**EXERCISE BRIEF:** Return the entries below in full. Keep every word as it is.

⟨

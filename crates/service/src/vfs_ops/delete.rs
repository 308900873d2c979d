use common::vpath;

use super::{load_ready, VfsOpsError};
use crate::ServiceState;

/// Delete an entry and drop the listings that still mention it.
pub async fn delete_item(
    path: &str,
    account_name: &str,
    state: &ServiceState,
) -> Result<(), VfsOpsError> {
    let (account, driver) = load_ready(account_name, state).await?;
    let path = vpath::normalize(path);
    driver.delete(&path, &account).await?;
    let cache = state.cache();
    cache.invalidate(&vpath::parent_of(&path), &account);
    cache.invalidate(&path, &account);
    Ok(())
}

⟩

**EXERCISE OUTPUT:**
filename crates/service/src/vfs_ops/delete.rs
repository 308900873d2c979d
use common::vpath;

use super::{load_ready, VfsOpsError};
use crate::ServiceState;

/// Delete an entry and drop the listings that still mention it.
pub async fn delete_item(
    path: &str,
    account_name: &str,
    state: &ServiceState,
) -> Result<(), VfsOpsError> {
    let (account, driver) = load_ready(account_name, state).await?;
    let path = vpath::normalize(path);
    driver.delete(&path, &account).await?;
    let cache = state.cache();
    cache.invalidate(&vpath::parent_of(&path), &account);
    cache.invalidate(&path, &account);
    Ok(())
}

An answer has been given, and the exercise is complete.